Increasing event_influence switches the effect of events on, and shifts the user vector away from the initial interest (wild animals) towards newly read topics (AI). Even though the user expressed interest in wild animals, as an other document about AI was read the preferences shifted towards the actual empirical assessment of their interest. 

In [10]:
query_mid_event_infl = (
    sl.Query(index_mid_event_infl).find(paragraph).with_vector(user, sl.Param("user_id")).select_all()
)

result_mid_event_infl = app.query(
    query_mid_event_infl,
    user_id="user-1",
)

sl.PandasConverter.to_pandas(result_mid_event_infl)

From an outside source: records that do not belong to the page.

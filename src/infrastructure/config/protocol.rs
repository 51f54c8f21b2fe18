//! Protocol limits as configured in human units.

use alloy_primitives::U256;
use rust_decimal::Decimal;
use serde::Deserialize;

use crate::domain::limits::{self, ProtocolLimits};
use crate::domain::tree::{FactorBounds, MAX_TREE_SIZE};
use crate::domain::wad::{self, WAD};
use crate::error::{ConfigError, Result};

/// `[protocol]` section. Decimal fields are in units of 1.0, not WAD.
#[derive(Debug, Clone, Deserialize)]
#[serde(default)]
pub struct ProtocolConfig {
    pub max_tick_count: usize,
    pub min_liquidity_parameter: Decimal,
    pub max_liquidity_parameter: Decimal,
    pub min_factor: Decimal,
    pub max_factor: Decimal,
    pub max_chunks_per_tx: usize,
    pub submit_window_secs: u64,
    pub finalize_deadline_secs: u64,
}

impl Default for ProtocolConfig {
    fn default() -> Self {
        Self {
            max_tick_count: limits::MAX_TICK_COUNT,
            min_liquidity_parameter: Decimal::new(1, 3),
            max_liquidity_parameter: Decimal::from(1_000_000),
            min_factor: Decimal::new(1, 4),
            max_factor: Decimal::from(10_000),
            max_chunks_per_tx: limits::MAX_CHUNKS_PER_TX,
            submit_window_secs: limits::SUBMIT_WINDOW,
            finalize_deadline_secs: limits::FINALIZE_DEADLINE,
        }
    }
}

fn invalid(field: &'static str, reason: impl Into<String>) -> crate::error::Error {
    ConfigError::InvalidValue {
        field,
        reason: reason.into(),
    }
    .into()
}

fn to_wad(field: &'static str, value: Decimal) -> Result<U256> {
    if value <= Decimal::ZERO {
        return Err(invalid(field, "must be greater than 0"));
    }
    wad::from_decimal(value).map_err(|e| invalid(field, e.to_string()))
}

impl ProtocolConfig {
    /// Validate and convert to the limits the core enforces.
    pub fn limits(&self) -> Result<ProtocolLimits> {
        if self.max_tick_count == 0 || self.max_tick_count > MAX_TREE_SIZE {
            return Err(invalid(
                "protocol.max_tick_count",
                format!("must be between 1 and {MAX_TREE_SIZE}"),
            ));
        }
        let min_liquidity = to_wad("protocol.min_liquidity_parameter", self.min_liquidity_parameter)?;
        let max_liquidity = to_wad("protocol.max_liquidity_parameter", self.max_liquidity_parameter)?;
        if min_liquidity > max_liquidity {
            return Err(invalid(
                "protocol.max_liquidity_parameter",
                "must be >= min_liquidity_parameter",
            ));
        }
        let min_factor = to_wad("protocol.min_factor", self.min_factor)?;
        if min_factor >= WAD {
            return Err(invalid("protocol.min_factor", "must be below 1"));
        }
        let max_factor = to_wad("protocol.max_factor", self.max_factor)?;
        if max_factor <= WAD {
            return Err(invalid("protocol.max_factor", "must be above 1"));
        }
        if self.max_chunks_per_tx == 0 {
            return Err(invalid("protocol.max_chunks_per_tx", "must be greater than 0"));
        }
        if self.submit_window_secs == 0 {
            return Err(invalid("protocol.submit_window_secs", "must be greater than 0"));
        }
        if self.finalize_deadline_secs < self.submit_window_secs {
            return Err(invalid(
                "protocol.finalize_deadline_secs",
                "must be >= submit_window_secs",
            ));
        }

        Ok(ProtocolLimits {
            max_tick_count: self.max_tick_count,
            min_liquidity,
            max_liquidity,
            factor_bounds: FactorBounds::new(min_factor, max_factor),
            max_chunks_per_tx: self.max_chunks_per_tx,
            submit_window_secs: self.submit_window_secs,
            finalize_deadline_secs: self.finalize_deadline_secs,
        })
    }
}

#[cfg(test)]
mod tests {
    use super::*;
    use rust_decimal_macros::dec;

    #[test]
    fn defaults_match_protocol_constants() {
        assert_eq!(ProtocolConfig::default().limits().unwrap(), ProtocolLimits::default());
    }

    #[test]
    fn factor_bounds_must_straddle_one() {
        let config = ProtocolConfig {
            min_factor: dec!(1),
            ..ProtocolConfig::default()
        };
        let err = config.limits().unwrap_err();
        assert!(err.to_string().contains("protocol.min_factor"));
    }

    #[test]
    fn deadline_cannot_precede_window() {
        let config = ProtocolConfig {
            submit_window_secs: 600,
            finalize_deadline_secs: 300,
            ..ProtocolConfig::default()
        };
        assert!(config.limits().is_err());
    }
}
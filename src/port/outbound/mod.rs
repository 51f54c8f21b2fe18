//! Outbound ports the core calls into.

pub mod clock;
pub mod custody;
pub mod ledger;
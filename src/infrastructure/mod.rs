//! Infrastructure layer.
//!
//! Technical concerns that support the application without containing
//! business logic.
//!
//! # Submodules
//!
//! - [`bootstrap`] - Composition root for in-memory wiring
//! - [`config`] - Configuration loading and validation

pub mod bootstrap;
pub mod config;
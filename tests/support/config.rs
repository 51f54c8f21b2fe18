use std::io::Write;

use tempfile::NamedTempFile;

/// Write `contents` to a temporary `.toml` file that lives as long as the
/// returned handle.
pub fn write_temp_config(contents: &str) -> NamedTempFile {
    let mut file = tempfile::Builder::new()
        .prefix("clmsr-test-")
        .suffix(".toml")
        .tempfile()
        .expect("create temp config");
    file.write_all(contents.as_bytes()).expect("write temp config");
    file.flush().expect("flush temp config");
    file
}
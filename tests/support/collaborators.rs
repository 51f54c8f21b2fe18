//! Ledger and custody wrappers that slow down or fail the in-memory adapters.

use std::sync::atomic::{AtomicBool, AtomicUsize, Ordering};
use std::sync::Arc;
use std::thread;
use std::time::Duration;

use alloy_primitives::Address;
use clmsr::adapter::outbound::{InMemoryCustody, InMemoryLedger, ManualClock};
use clmsr::application::MarketCore;
use clmsr::domain::{Amount, MarketId, Position, PositionId, Principal, Quantity};
use clmsr::error::{AccessError, CollaboratorError, Result};
use clmsr::port::{PaymentCustody, PositionLedger};
use clmsr::testkit::domain::START;
use clmsr::testkit::harness::{ADMIN, CORE};

/// Core over arbitrary collaborators, clock at [`START`].
pub fn core_with(ledger: Arc<dyn PositionLedger>, custody: Arc<dyn PaymentCustody>) -> MarketCore {
    MarketCore::builder()
        .principal(CORE)
        .oracle_signer(Address::ZERO)
        .admins([ADMIN])
        .clock(Arc::new(ManualClock::new(START)))
        .ledger(ledger)
        .custody(custody)
        .build()
        .unwrap()
}

/// Ledger whose lookups linger, recording how many were in flight at once.
pub struct SlowLookupLedger {
    pub inner: InMemoryLedger,
    delay: Duration,
    in_flight: AtomicUsize,
    peak: AtomicUsize,
}

impl SlowLookupLedger {
    pub fn new(delay: Duration) -> Self {
        Self {
            inner: InMemoryLedger::new(CORE),
            delay,
            in_flight: AtomicUsize::new(0),
            peak: AtomicUsize::new(0),
        }
    }

    /// Most lookups ever observed running concurrently.
    pub fn peak_overlap(&self) -> usize {
        self.peak.load(Ordering::SeqCst)
    }
}

impl PositionLedger for SlowLookupLedger {
    fn mint(
        &self,
        caller: &Principal,
        owner: Principal,
        market_id: MarketId,
        lower_tick: i64,
        upper_tick: i64,
        quantity: Quantity,
    ) -> Result<PositionId> {
        self.inner
            .mint(caller, owner, market_id, lower_tick, upper_tick, quantity)
    }

    fn set_quantity(&self, caller: &Principal, id: PositionId, quantity: Quantity) -> Result<()> {
        self.inner.set_quantity(caller, id, quantity)
    }

    fn burn(&self, caller: &Principal, id: PositionId) -> Result<()> {
        self.inner.burn(caller, id)
    }

    fn position(&self, id: PositionId) -> Option<Position> {
        let running = self.in_flight.fetch_add(1, Ordering::SeqCst) + 1;
        self.peak.fetch_max(running, Ordering::SeqCst);
        thread::sleep(self.delay);
        let found = self.inner.position(id);
        self.in_flight.fetch_sub(1, Ordering::SeqCst);
        found
    }
}

/// Ledger that refuses mints or updates on demand.
pub struct FlakyLedger {
    pub inner: InMemoryLedger,
    pub reject_mint: AtomicBool,
    pub reject_updates: AtomicBool,
}

impl FlakyLedger {
    pub fn new() -> Self {
        Self {
            inner: InMemoryLedger::new(CORE),
            reject_mint: AtomicBool::new(false),
            reject_updates: AtomicBool::new(false),
        }
    }

    fn refuse(caller: &Principal) -> clmsr::error::Error {
        AccessError::Unauthorized { principal: *caller }.into()
    }
}

impl PositionLedger for FlakyLedger {
    fn mint(
        &self,
        caller: &Principal,
        owner: Principal,
        market_id: MarketId,
        lower_tick: i64,
        upper_tick: i64,
        quantity: Quantity,
    ) -> Result<PositionId> {
        if self.reject_mint.load(Ordering::SeqCst) {
            return Err(Self::refuse(caller));
        }
        self.inner
            .mint(caller, owner, market_id, lower_tick, upper_tick, quantity)
    }

    fn set_quantity(&self, caller: &Principal, id: PositionId, quantity: Quantity) -> Result<()> {
        if self.reject_updates.load(Ordering::SeqCst) {
            return Err(Self::refuse(caller));
        }
        self.inner.set_quantity(caller, id, quantity)
    }

    fn burn(&self, caller: &Principal, id: PositionId) -> Result<()> {
        if self.reject_updates.load(Ordering::SeqCst) {
            return Err(Self::refuse(caller));
        }
        self.inner.burn(caller, id)
    }

    fn position(&self, id: PositionId) -> Option<Position> {
        self.inner.position(id)
    }
}

/// Custody whose pulls or pushes can be switched off.
pub struct FlakyCustody {
    pub inner: InMemoryCustody,
    pub reject_pull: AtomicBool,
    pub reject_push: AtomicBool,
}

impl FlakyCustody {
    pub fn new() -> Self {
        Self {
            inner: InMemoryCustody::new(CORE),
            reject_pull: AtomicBool::new(false),
            reject_push: AtomicBool::new(false),
        }
    }
}

impl PaymentCustody for FlakyCustody {
    fn pull(&self, caller: &Principal, from: Principal, amount: Amount) -> Result<()> {
        if self.reject_pull.load(Ordering::SeqCst) {
            return Err(CollaboratorError::InsufficientBalance {
                principal: from,
                balance: 0,
                needed: amount,
            }
            .into());
        }
        self.inner.pull(caller, from, amount)
    }

    fn push(&self, caller: &Principal, to: Principal, amount: Amount) -> Result<()> {
        if self.reject_push.load(Ordering::SeqCst) {
            return Err(CollaboratorError::InsufficientBalance {
                principal: *caller,
                balance: 0,
                needed: amount,
            }
            .into());
        }
        self.inner.push(caller, to, amount)
    }
}
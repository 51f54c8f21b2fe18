//! Logging configuration and initialization.

use serde::Deserialize;
use tracing_subscriber::{fmt, EnvFilter};

/// Output format for log lines.
#[derive(Debug, Clone, Copy, Default, PartialEq, Eq, Deserialize)]
#[serde(rename_all = "lowercase")]
pub enum LogFormat {
    #[default]
    Pretty,
    Json,
}

/// Logging configuration.
#[derive(Debug, Clone, Deserialize)]
pub struct LoggingConfig {
    #[serde(default = "default_level")]
    pub level: String,
    #[serde(default)]
    pub format: LogFormat,
}

fn default_level() -> String {
    "info".into()
}

impl LoggingConfig {
    /// Initialize the tracing subscriber with this logging configuration.
    ///
    /// `RUST_LOG` overrides the configured level. Logs go to stderr so that
    /// command output on stdout stays machine readable. A second call is a
    /// no-op.
    pub fn init(&self) {
        let filter =
            EnvFilter::try_from_default_env().unwrap_or_else(|_| EnvFilter::new(&self.level));

        // try_init fails only if a subscriber is already installed
        let _ = match self.format {
            LogFormat::Json => fmt()
                .json()
                .with_env_filter(filter)
                .with_writer(std::io::stderr)
                .try_init(),
            LogFormat::Pretty => fmt()
                .with_env_filter(filter)
                .with_writer(std::io::stderr)
                .try_init(),
        };
    }
}

impl Default for LoggingConfig {
    fn default() -> Self {
        Self {
            level: default_level(),
            format: LogFormat::Pretty,
        }
    }
}
//! Domain identifier types with proper encapsulation.

use std::fmt;
use std::str::FromStr;

use alloy_primitives::Address;
use serde::{Deserialize, Serialize};

/// Market identifier - newtype for type safety.
///
/// The inner u64 is private to ensure all construction goes through
/// the defined constructors.
#[derive(Debug, Clone, Copy, PartialEq, Eq, PartialOrd, Ord, Hash, Serialize, Deserialize)]
#[serde(transparent)]
pub struct MarketId(u64);

impl MarketId {
    /// Create a new `MarketId` from a u64 value.
    #[must_use]
    pub const fn new(id: u64) -> Self {
        Self(id)
    }

    /// Get the underlying value.
    #[must_use]
    pub const fn value(&self) -> u64 {
        self.0
    }
}

impl fmt::Display for MarketId {
    fn fmt(&self, f: &mut fmt::Formatter<'_>) -> fmt::Result {
        write!(f, "market-{}", self.0)
    }
}

impl From<u64> for MarketId {
    fn from(id: u64) -> Self {
        Self::new(id)
    }
}

/// Position identifier assigned by the position ledger.
#[derive(Debug, Clone, Copy, PartialEq, Eq, PartialOrd, Ord, Hash, Serialize, Deserialize)]
#[serde(transparent)]
pub struct PositionId(u64);

impl PositionId {
    /// Create a new `PositionId` from a u64 value.
    #[must_use]
    pub const fn new(id: u64) -> Self {
        Self(id)
    }

    /// Get the underlying value.
    #[must_use]
    pub const fn value(&self) -> u64 {
        self.0
    }
}

impl fmt::Display for PositionId {
    fn fmt(&self, f: &mut fmt::Formatter<'_>) -> fmt::Result {
        write!(f, "pos-{}", self.0)
    }
}

impl From<u64> for PositionId {
    fn from(id: u64) -> Self {
        Self::new(id)
    }
}

/// Identity presented with every mutating call.
///
/// Administrative calls check it against the core's allow-list;
/// collaborators check it against the core's own principal.
#[derive(Debug, Clone, Copy, PartialEq, Eq, PartialOrd, Ord, Hash, Serialize, Deserialize)]
#[serde(transparent)]
pub struct Principal(Address);

impl Principal {
    #[must_use]
    pub const fn new(address: Address) -> Self {
        Self(address)
    }

    #[must_use]
    pub const fn address(&self) -> Address {
        self.0
    }
}

impl fmt::Display for Principal {
    fn fmt(&self, f: &mut fmt::Formatter<'_>) -> fmt::Result {
        write!(f, "{}", self.0)
    }
}

impl From<Address> for Principal {
    fn from(address: Address) -> Self {
        Self::new(address)
    }
}

impl FromStr for Principal {
    type Err = <Address as FromStr>::Err;

    fn from_str(s: &str) -> Result<Self, Self::Err> {
        Address::from_str(s).map(Self)
    }
}

#[cfg(test)]
mod tests {
    use super::*;

    #[test]
    fn market_id_new_and_value() {
        let id = MarketId::new(7);
        assert_eq!(id.value(), 7);
        assert_eq!(MarketId::from(7), id);
    }

    #[test]
    fn market_id_display() {
        assert_eq!(format!("{}", MarketId::new(3)), "market-3");
    }

    #[test]
    fn position_id_display() {
        assert_eq!(format!("{}", PositionId::new(42)), "pos-42");
    }

    #[test]
    fn principal_parses_hex_address() {
        let principal: Principal = "0x00000000000000000000000000000000000000aa"
            .parse()
            .unwrap();
        assert_eq!(principal.address(), Address::with_last_byte(0xaa));
    }

    #[test]
    fn principal_rejects_garbage() {
        assert!("not-an-address".parse::<Principal>().is_err());
    }
}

Unnamed: 0,body,id,similarity_score,rank
0,Growing computation power enables advancements in AI.,paragraph-2,0.63442,0
1,Glorious animals live in the wilderness.,paragraph-1,0.401294,1
2,Stock markets are reaching all time highs during 2024.,paragraph-3,0.187389,2


### Driven fully by events

Setting `event_influence` to 1 means similarities are driven entirely by the event data: hence the `1.0` similarity to the read paragraph.

In [11]:
query_high_event_infl = (
    sl.Query(index_high_event_infl).find(paragraph).with_vector(user, sl.Param("user_id")).select_all()
)

result_high_event_infl = app.query(
    query_high_event_infl,
    user_id="user-1",
)

sl.PandasConverter.to_pandas(result_high_event_infl)

Unnamed: 0,body,id,similarity_score,rank
0,Growing computation power enables advancements in AI.,paragraph-2,1.0,0
1,Stock markets are reaching all time highs during 2024.,paragraph-3,0.246391,1
2,Glorious animals live in the wilderness.,paragraph-1,0.035769,2


### The effect of temperature

Now let's ingest a second event - where our user read the 3rd `paragraph` about stock markets. The initial interest in wild animals (therefore in the first `paragraph`), and the reading of the second `paragraph` about AI are uniform in these 2 following cases. However, we can observe how the different values of temperature move the user vector closer to the 3rd `paragraph` on stock markets.

In [12]:
source_event.put(
    [
        {
            "id": "event-2",
            "created_at": int((date_time_obj - timedelta(days=1)).timestamp()),  # 1 days old event
            "paragraph": "paragraph-3",
            "user": "user-1",
            "event_type": "read",
        }
    ]
)

Even a lower temperature moves the user vector much closer to the 3rd `paragraph`...

In [13]:
query_low_temp = sl.Query(index_low_temp).find(paragraph).with_vector(user, sl.Param("user_id")).select_all()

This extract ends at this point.